In that world of glory, although elevated to the throne of the Universe, and beholding all things beneath his feet; although loved, obeyed, and worshipped, with supreme attachment and homage by the great kingdom of virtuous beings; he assumes, and executes, the office of an intercessor for the fallen children of Adam. In that world he is not ashamed to call them, however degraded by their apostacy, and however odious by their guilt, by the endearing names of friends and brethren. He is the universal ruler; but he is not ashamed to appear as the Elder Brother, the First-born of this human assembly; nay, as a suppliant for those whom he rules. He is a person of infinite dignity and perfection; but he is not ashamed to appear as a companion to those, who could originally say to corruption, Thou art our father, and to the worm, Thou art our mother and our sister. Thus the character, which he exhibited on earth, he sustains in heaven. He is still in the same manner meek and lowly of heart ; and still feeds his disciples and leads them to fountains of living waters. To him they have been indebted for the atonement of their sins, and the salvation of their souls ; and to him they will be infinitely indebted for the communication of knowledge, holiness, and enjoyment, throughout the endless ages of their being.

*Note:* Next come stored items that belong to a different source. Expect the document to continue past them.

//! # Banking Ledger Runtime
//!
//! The asynchronous ledger-mutation pipeline.
//!
//! ## Core Components
//!
//! - **[`Dispatcher`]**: a fixed pool of workers sharing one delivery stream,
//!   decoding each envelope by kind and routing it to a processor
//! - **[`AccountProcessor`]**: validates and inserts new accounts, then
//!   appends the opening entry
//! - **[`TransactionProcessor`]**: locked read-modify-write of one account
//!   balance, then an unconditional audit append
//! - **[`CommandPublisher`]**: intake helper that assigns ids and queues
//!   commands
//!
//! ## Example
//!
//! ```ignore
//! use banking_ledger_runtime::{AccountProcessor, Dispatcher, TransactionProcessor};
//!
//! let accounts = AccountProcessor::new(ledger.clone(), history.clone(), clock.clone());
//! let transactions = TransactionProcessor::new(ledger, history, clock);
//!
//! let (shutdown_tx, _) = tokio::sync::broadcast::channel(1);
//! let deliveries = subscribe_all(queue.as_ref(), &routes).await?;
//! let handle = Dispatcher::new(accounts, transactions)
//!     .with_workers(4)
//!     .spawn(deliveries, &shutdown_tx);
//!
//! // ...
//! shutdown_tx.send(())?;
//! handle.join().await;
//! ```

/// Account creation
pub mod account_processor;

mod audit;

/// Worker pool and command routing
pub mod dispatcher;

/// Intake helper for queuing commands
pub mod intake;

/// Prometheus metrics for observability
pub mod metrics;

/// Retry logic with exponential backoff
pub mod retry;

/// Deposits and withdrawals
pub mod transaction_processor;

pub use account_processor::AccountProcessor;
pub use dispatcher::{
    Command, DecodeError, DispatchError, Dispatcher, DispatcherHandle, Processed, subscribe_all,
};
pub use intake::{CommandPublisher, IntakeError, OpenAccountRequest, TransactionRequest};
pub use transaction_processor::{AttemptStage, TransactionProcessor};

/// History collection both processors append to unless configured otherwise.
pub const DEFAULT_HISTORY_COLLECTION: &str = "transactions";

/// Queue carrying account-creation commands.
pub const DEFAULT_ACCOUNT_QUEUE: &str = "account_creator";

/// Queue carrying transaction commands.
pub const DEFAULT_TRANSACTION_QUEUE: &str = "transaction_processor";
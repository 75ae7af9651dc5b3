//! Command queue abstraction.
//!
//! The intake layer publishes JSON command payloads to named queues; workers
//! consume them. The core only relies on [`CommandQueue::consume`]; `publish`
//! exists for the intake side and for tests.
//!
//! # Delivery Semantics
//!
//! Whatever the broker provides. The reference deployment acknowledges a
//! message on receipt, so a message is considered delivered before it is
//! processed and a crash mid-processing loses it. Duplicates are possible
//! and are not detected.
//!
//! # Command kinds
//!
//! Payloads are opaque bytes. Each queue carries a single command kind;
//! [`tag`] attaches that kind to every delivery so one dispatcher can serve
//! several queues from a merged stream.

use futures::{Stream, StreamExt};
use std::fmt;
use std::future::Future;
use std::pin::Pin;
use thiserror::Error;

/// Errors that can occur during queue operations.
#[derive(Error, Debug, Clone, PartialEq, Eq)]
pub enum QueueError {
    /// Failed to connect to the broker
    #[error("Connection failed: {0}")]
    ConnectionFailed(String),

    /// Failed to publish a payload
    #[error("Publish failed for queue '{queue}': {reason}")]
    PublishFailed {
        /// The queue that failed
        queue: String,
        /// The reason for failure
        reason: String,
    },

    /// Failed to start consuming
    #[error("Subscription failed for queue '{queue}': {reason}")]
    SubscriptionFailed {
        /// The queue that failed
        queue: String,
        /// The reason for failure
        reason: String,
    },

    /// A delivery could not be received
    #[error("Transport error: {0}")]
    TransportError(String),
}

/// Stream of raw payloads delivered from one queue.
pub type DeliveryStream = Pin<Box<dyn Stream<Item = Result<Vec<u8>, QueueError>> + Send>>;

/// Stream of payloads tagged with their command kind.
pub type EnvelopeStream = Pin<Box<dyn Stream<Item = Result<CommandEnvelope, QueueError>> + Send>>;

/// Durable delivery channel for serialized commands.
pub trait CommandQueue: Send + Sync {
    /// Publish one payload to `queue`.
    ///
    /// # Errors
    ///
    /// Returns [`QueueError::PublishFailed`] if the broker rejects the payload.
    fn publish(
        &self,
        queue: &str,
        payload: &[u8],
    ) -> Pin<Box<dyn Future<Output = Result<(), QueueError>> + Send + '_>>;

    /// Start consuming `queue`.
    ///
    /// The stream ends when the underlying subscription closes.
    ///
    /// # Errors
    ///
    /// Returns [`QueueError::SubscriptionFailed`] if the subscription cannot
    /// be created.
    fn consume(
        &self,
        queue: &str,
    ) -> Pin<Box<dyn Future<Output = Result<DeliveryStream, QueueError>> + Send + '_>>;
}

/// Which processor a payload is meant for.
#[derive(Debug, Clone, Copy, PartialEq, Eq, Hash)]
pub enum CommandKind {
    /// Decode as `AccountData`, route to the account processor
    CreateAccount,
    /// Decode as `TransactionData`, route to the transaction processor
    Transaction,
}

impl CommandKind {
    /// Short label for logs and metrics.
    #[must_use]
    pub const fn as_str(&self) -> &'static str {
        match self {
            Self::CreateAccount => "create_account",
            Self::Transaction => "transaction",
        }
    }
}

impl fmt::Display for CommandKind {
    fn fmt(&self, f: &mut fmt::Formatter<'_>) -> fmt::Result {
        f.write_str(self.as_str())
    }
}

/// A delivered payload together with its command kind.
#[derive(Debug, Clone, PartialEq, Eq)]
pub struct CommandEnvelope {
    /// Command kind, from the queue the payload arrived on
    pub kind: CommandKind,
    /// Serialized command
    pub payload: Vec<u8>,
}

impl CommandEnvelope {
    /// Create a new envelope.
    #[must_use]
    pub const fn new(kind: CommandKind, payload: Vec<u8>) -> Self {
        Self { kind, payload }
    }
}

/// Tag every delivery of a single-kind queue with `kind`.
#[must_use]
pub fn tag(kind: CommandKind, deliveries: DeliveryStream) -> EnvelopeStream {
    Box::pin(deliveries.map(move |delivery| {
        delivery.map(|payload| CommandEnvelope::new(kind, payload))
    }))
}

What character can be compared with this? Before it, how does all other excellence fade! 'In it what exaltation and condescension are blended! What greatness and benignity united! What must be the Mind, in which these majestic, and these sweet and lovely, characteristics thus unchangeably and for ever harmonize : a mind supremely great and glorious in the lowly station of a man; a child; a servant to a humble artisan ; and divinely meek and condescending in the infinite splendour of universal dominion!
What dishonour is here reflected on the pride of Men and fallen Angels! Pride, unsatisfied with all present attainments, and making the greatest communications, from God, of distinction and glory, the mere foundations of claiming more, and of murmuring, because they are not elevated to higher honours, and replenished with more extensive enjoyments ! How poor, how debased, how odious, how guilty, is that pride! How contemptible does it appear, when compared with the Redeemer's condescension ! In heaven there is no pride ; on earth, and in hell, it is the prevailing character. Men are proud; fallen Angels are proud. 'Christ is meek and lowly of heart. What would become of the universe, were pride to find a place in the infinite Mind ?
5thly. How differently are Christians regarded by Christ, and by evil men?
Christ descended from heaven, and left the glory, which he had with the Father before ever the world was, to befriend Christians. He became a man; he lived; he laboured through life; he hung upon
cross, and was buried in the tomb; to redeem them from sin and death. He arose from the dead; ascended to heaven; sat
down on the right hand of the majesty on high; became head over all things, governs all things; and intercedes with his father for ever; for the benefit of Christians. To save and bless them is, in a sense, his professional employment throughout eternity.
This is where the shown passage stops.